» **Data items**
::::::

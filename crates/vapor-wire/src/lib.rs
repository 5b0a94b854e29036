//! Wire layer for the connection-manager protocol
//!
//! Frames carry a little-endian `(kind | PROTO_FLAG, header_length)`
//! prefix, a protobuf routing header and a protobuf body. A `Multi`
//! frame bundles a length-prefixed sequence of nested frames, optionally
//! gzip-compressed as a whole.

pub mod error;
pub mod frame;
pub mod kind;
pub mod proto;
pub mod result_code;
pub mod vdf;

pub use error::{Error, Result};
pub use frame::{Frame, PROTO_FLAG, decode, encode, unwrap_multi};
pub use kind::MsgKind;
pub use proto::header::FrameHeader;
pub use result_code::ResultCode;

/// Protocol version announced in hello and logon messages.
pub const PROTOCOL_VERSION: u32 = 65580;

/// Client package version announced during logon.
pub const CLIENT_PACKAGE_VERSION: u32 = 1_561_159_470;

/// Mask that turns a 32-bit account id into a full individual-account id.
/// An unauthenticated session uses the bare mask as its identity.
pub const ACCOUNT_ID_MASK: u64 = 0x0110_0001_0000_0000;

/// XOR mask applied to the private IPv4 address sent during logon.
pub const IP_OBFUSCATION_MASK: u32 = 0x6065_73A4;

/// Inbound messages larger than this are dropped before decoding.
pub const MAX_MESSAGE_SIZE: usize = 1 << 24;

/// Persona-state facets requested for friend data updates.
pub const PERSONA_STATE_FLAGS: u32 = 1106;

::::::

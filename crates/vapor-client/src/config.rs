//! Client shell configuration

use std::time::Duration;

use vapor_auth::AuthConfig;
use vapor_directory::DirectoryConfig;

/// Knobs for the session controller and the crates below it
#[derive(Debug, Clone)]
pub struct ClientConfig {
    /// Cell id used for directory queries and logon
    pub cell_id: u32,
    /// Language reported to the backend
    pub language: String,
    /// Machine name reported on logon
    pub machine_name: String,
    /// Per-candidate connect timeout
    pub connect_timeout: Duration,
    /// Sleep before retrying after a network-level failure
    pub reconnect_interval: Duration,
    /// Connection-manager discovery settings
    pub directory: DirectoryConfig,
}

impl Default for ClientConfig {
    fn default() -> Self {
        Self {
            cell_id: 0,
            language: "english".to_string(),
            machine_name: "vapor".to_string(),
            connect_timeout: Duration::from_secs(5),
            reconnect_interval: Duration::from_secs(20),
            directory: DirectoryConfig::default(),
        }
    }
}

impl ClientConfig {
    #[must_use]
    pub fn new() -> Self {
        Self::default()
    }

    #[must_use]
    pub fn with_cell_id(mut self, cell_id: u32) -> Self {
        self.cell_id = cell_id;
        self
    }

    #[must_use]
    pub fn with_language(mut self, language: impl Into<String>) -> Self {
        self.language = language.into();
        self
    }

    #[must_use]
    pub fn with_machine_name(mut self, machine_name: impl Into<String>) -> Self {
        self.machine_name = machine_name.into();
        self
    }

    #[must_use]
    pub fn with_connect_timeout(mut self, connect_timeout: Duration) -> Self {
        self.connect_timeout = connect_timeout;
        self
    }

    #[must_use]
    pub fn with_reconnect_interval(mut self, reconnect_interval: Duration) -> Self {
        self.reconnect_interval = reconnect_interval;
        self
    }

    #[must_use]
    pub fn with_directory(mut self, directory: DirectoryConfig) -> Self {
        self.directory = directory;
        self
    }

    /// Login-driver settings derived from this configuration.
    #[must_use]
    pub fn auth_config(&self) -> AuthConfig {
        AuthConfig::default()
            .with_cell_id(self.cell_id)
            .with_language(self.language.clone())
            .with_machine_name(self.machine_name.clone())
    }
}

::::::

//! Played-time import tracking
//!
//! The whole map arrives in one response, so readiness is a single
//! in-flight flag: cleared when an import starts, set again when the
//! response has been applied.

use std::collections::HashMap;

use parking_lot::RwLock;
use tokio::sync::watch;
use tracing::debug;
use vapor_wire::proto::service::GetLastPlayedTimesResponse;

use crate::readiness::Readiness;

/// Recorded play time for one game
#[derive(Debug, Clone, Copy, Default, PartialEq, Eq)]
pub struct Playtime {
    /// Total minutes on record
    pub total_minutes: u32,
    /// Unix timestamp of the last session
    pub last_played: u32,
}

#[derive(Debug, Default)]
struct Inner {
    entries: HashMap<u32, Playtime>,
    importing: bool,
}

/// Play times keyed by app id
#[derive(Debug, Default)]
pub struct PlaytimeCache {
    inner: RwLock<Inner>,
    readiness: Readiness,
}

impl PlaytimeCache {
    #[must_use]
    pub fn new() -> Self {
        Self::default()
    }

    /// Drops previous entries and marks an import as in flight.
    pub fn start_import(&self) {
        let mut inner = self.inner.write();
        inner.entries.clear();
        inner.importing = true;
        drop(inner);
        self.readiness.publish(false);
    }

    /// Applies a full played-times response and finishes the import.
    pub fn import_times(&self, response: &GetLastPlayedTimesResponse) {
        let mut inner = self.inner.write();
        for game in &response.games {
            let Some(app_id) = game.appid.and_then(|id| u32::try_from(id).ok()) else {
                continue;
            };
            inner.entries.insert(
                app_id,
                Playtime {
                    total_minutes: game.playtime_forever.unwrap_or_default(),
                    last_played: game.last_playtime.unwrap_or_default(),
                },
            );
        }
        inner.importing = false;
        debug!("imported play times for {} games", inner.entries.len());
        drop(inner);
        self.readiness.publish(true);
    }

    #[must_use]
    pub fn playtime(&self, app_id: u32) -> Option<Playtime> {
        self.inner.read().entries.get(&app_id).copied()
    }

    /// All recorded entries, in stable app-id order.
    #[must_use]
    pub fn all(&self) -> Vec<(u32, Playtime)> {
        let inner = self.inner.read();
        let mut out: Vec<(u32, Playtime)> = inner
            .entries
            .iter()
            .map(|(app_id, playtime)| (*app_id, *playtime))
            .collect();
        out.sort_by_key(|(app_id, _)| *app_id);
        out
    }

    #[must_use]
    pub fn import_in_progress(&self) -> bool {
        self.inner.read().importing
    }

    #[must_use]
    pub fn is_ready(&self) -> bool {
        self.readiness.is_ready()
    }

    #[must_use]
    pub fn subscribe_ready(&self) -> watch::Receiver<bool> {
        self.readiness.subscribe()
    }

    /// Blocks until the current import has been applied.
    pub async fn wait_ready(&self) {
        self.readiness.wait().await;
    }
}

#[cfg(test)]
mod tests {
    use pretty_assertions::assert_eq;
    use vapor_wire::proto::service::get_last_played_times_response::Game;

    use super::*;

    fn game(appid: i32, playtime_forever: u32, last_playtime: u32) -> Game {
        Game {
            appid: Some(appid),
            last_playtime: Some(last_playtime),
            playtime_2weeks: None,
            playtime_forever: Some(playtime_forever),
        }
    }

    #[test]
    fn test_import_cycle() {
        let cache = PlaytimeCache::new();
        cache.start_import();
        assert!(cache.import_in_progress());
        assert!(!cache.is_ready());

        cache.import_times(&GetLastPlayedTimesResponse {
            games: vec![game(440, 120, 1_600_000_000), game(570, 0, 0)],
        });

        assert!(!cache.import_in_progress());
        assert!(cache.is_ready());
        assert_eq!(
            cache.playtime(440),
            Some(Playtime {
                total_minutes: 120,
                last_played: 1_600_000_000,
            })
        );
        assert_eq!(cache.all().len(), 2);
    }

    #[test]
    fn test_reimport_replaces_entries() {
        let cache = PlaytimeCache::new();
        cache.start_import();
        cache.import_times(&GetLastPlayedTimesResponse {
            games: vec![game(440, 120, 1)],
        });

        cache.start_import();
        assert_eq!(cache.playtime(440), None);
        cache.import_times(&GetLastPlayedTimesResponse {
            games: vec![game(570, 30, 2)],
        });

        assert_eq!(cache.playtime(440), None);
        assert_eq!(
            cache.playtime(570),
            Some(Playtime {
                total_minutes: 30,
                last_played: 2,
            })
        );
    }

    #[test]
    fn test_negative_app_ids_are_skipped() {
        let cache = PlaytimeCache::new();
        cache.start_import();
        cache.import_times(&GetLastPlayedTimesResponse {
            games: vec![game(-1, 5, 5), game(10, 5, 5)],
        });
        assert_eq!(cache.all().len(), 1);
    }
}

::::::

» **WORK TO BE COMPLETED**
State the number of lines above that contain "logon". Write nothing besides it.

» **TASK OUTPUT**
5